#### [Your instructions]
Below are lines of data; restate word for word those running from the line containing "use gdal::spatial_ref::SpatialRef;" to the line containing "OGRFieldType::OFTInteger | OGRFieldType::OFTInteger64", inclusive, and no others.

○ ○ ○ ○ ○

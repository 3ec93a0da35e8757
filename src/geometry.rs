use gdal::spatial_ref::AxisMappingStrategy;
use gdal::spatial_ref::CoordTransform;
use gdal::spatial_ref::SpatialRef;
use gdal::vector::Geometry as GDALGeometry;
use gdal::vector::OGRFieldType;
use gdal::vector::ToGdal as _;
use geo::CoordsIter as _;
use geo_types::Geometry;
use indexmap::IndexMap;

use crate::errors::CommandError;
use crate::utils::extent::BoundingBox;

/// WGS 84. Everything on the map is in this system, with longitude as x.
pub(crate) const CANONICAL_EPSG: u32 = 4326;

#[derive(Clone,Debug,PartialEq)]
pub(crate) enum Crs {
    Canonical,
    /// WKT of a source coordinate system which has not been reprojected yet.
    Source(String)
}

#[derive(Clone,Debug,PartialEq)]
pub(crate) enum AttributeValue {
    Integer(i64),
    Real(f64),
    Text(String),
    Null
}

#[derive(Clone,Copy,Debug,PartialEq,Eq)]
pub(crate) enum FieldKind {
    Integer,
    Real,
    Text
}

impl FieldKind {

    pub(crate) const fn from_gdal(field_type: OGRFieldType::Type) -> Self {
        match field_type {
            OGRFieldType::OFTInteger | OGRFieldType::OFTInteger64 => Self::Integer,
            OGRFieldType::OFTReal => Self::Real,
            _ => Self::Text
        }
    }

    pub(crate) const fn to_gdal(self) -> OGRFieldType::Type {
        match self {
            Self::Integer => OGRFieldType::OFTInteger64,
            Self::Real => OGRFieldType::OFTReal,
            Self::Text => OGRFieldType::OFTString,
        }
    }
}

#[derive(Clone,Debug,PartialEq,Eq)]
pub(crate) struct FieldDef {
    pub(crate) name: String,
    pub(crate) kind: FieldKind
}

#[derive(Clone,Debug)]
pub(crate) struct MapFeature {
    pub(crate) geometry: Geometry<f64>,
    pub(crate) attributes: IndexMap<String,AttributeValue>
}

impl MapFeature {

    pub(crate) const fn new(geometry: Geometry<f64>, attributes: IndexMap<String,AttributeValue>) -> Self {
        Self {
            geometry,
            attributes
        }
    }
}

/// An ordered set of features read from one source layer.
#[derive(Clone,Debug)]
pub(crate) struct GeometryCollection {
    crs: Crs,
    fields: Vec<FieldDef>,
    features: Vec<MapFeature>
}

impl GeometryCollection {

    pub(crate) const fn new(crs: Crs, fields: Vec<FieldDef>) -> Self {
        Self {
            crs,
            fields,
            features: Vec::new()
        }
    }

    pub(crate) const fn canonical(fields: Vec<FieldDef>) -> Self {
        Self::new(Crs::Canonical, fields)
    }

    pub(crate) fn push(&mut self, feature: MapFeature) {
        self.features.push(feature)
    }

    pub(crate) const fn crs(&self) -> &Crs {
        &self.crs
    }

    pub(crate) fn fields(&self) -> &[FieldDef] {
        &self.fields
    }

    pub(crate) fn features(&self) -> &[MapFeature] {
        &self.features
    }

    pub(crate) fn len(&self) -> usize {
        self.features.len()
    }

    pub(crate) fn is_empty(&self) -> bool {
        self.features.is_empty()
    }

    pub(crate) fn vertex_count(&self) -> usize {
        self.features.iter().map(|feature| feature.geometry.coords_count()).sum()
    }

    /// None if there are no features, or none of them have any coordinates.
    pub(crate) fn bounding_box(&self) -> Option<BoundingBox> {
        BoundingBox::union_all(self.features.iter().filter_map(|feature| BoundingBox::from_geometry(&feature.geometry)))
    }

    /// Swaps in new geometry for every feature, in feature order. Attributes are untouched.
    pub(crate) fn replace_geometries(&mut self, geometries: Vec<Geometry<f64>>) {
        debug_assert_eq!(geometries.len(),self.features.len());
        for (feature,geometry) in self.features.iter_mut().zip(geometries) {
            feature.geometry = geometry;
        }
    }

    pub(crate) fn reproject_to_canonical(self) -> Result<Self,CommandError> {
        let wkt = match &self.crs {
            Crs::Canonical => return Ok(self),
            Crs::Source(wkt) => wkt
        };
        let mut source = SpatialRef::from_wkt(wkt)?;
        source.set_axis_mapping_strategy(AxisMappingStrategy::TraditionalGisOrder);
        let reprojector = Reprojector::from_source(&source)?;
        let mut result = Self::canonical(self.fields);
        for feature in self.features {
            let geometry = reprojector.reproject(&feature.geometry.to_gdal()?)?;
            result.push(MapFeature::new(geometry, feature.attributes));
        }
        Ok(result)
    }

}

pub(crate) fn canonical_spatial_ref() -> Result<SpatialRef,CommandError> {
    let mut srs = SpatialRef::from_epsg(CANONICAL_EPSG)?;
    // EPSG:4326 is officially lat/lon, but the map wants x to be longitude.
    srs.set_axis_mapping_strategy(AxisMappingStrategy::TraditionalGisOrder);
    Ok(srs)
}

/// Moves GDAL geometries from one source coordinate system into the canonical one.
pub(crate) struct Reprojector {
    // None when the source is already canonical
    transform: Option<CoordTransform>
}

impl Reprojector {

    pub(crate) fn from_source(source: &SpatialRef) -> Result<Self,CommandError> {
        let target = canonical_spatial_ref()?;
        let transform = if source == &target {
            None
        } else {
            Some(CoordTransform::new(source, &target)?)
        };
        Ok(Self {
            transform
        })
    }

    pub(crate) fn reproject(&self, geometry: &GDALGeometry) -> Result<Geometry<f64>,CommandError> {
        let converted = if let Some(transform) = &self.transform {
            geometry.transform(transform)?.to_geo()
        } else {
            geometry.to_geo()
        };
        converted.map_err(|e| CommandError::CorruptSource(format!("{e}")))
    }
}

○ ○ ○ ○ ○

#### [Written response]
use gdal::spatial_ref::SpatialRef;
use gdal::vector::Geometry as GDALGeometry;
use gdal::vector::OGRFieldType;
use gdal::vector::ToGdal as _;
use geo::CoordsIter as _;
use geo_types::Geometry;
use indexmap::IndexMap;

use crate::errors::CommandError;
use crate::utils::extent::BoundingBox;

/// WGS 84. Everything on the map is in this system, with longitude as x.
pub(crate) const CANONICAL_EPSG: u32 = 4326;

#[derive(Clone,Debug,PartialEq)]
pub(crate) enum Crs {
    Canonical,
    /// WKT of a source coordinate system which has not been reprojected yet.
    Source(String)
}

#[derive(Clone,Debug,PartialEq)]
pub(crate) enum AttributeValue {
    Integer(i64),
    Real(f64),
    Text(String),
    Null
}

#[derive(Clone,Copy,Debug,PartialEq,Eq)]
pub(crate) enum FieldKind {
    Integer,
    Real,
    Text
}

impl FieldKind {

    pub(crate) const fn from_gdal(field_type: OGRFieldType::Type) -> Self {
        match field_type {
            OGRFieldType::OFTInteger | OGRFieldType::OFTInteger64 => Self::Integer,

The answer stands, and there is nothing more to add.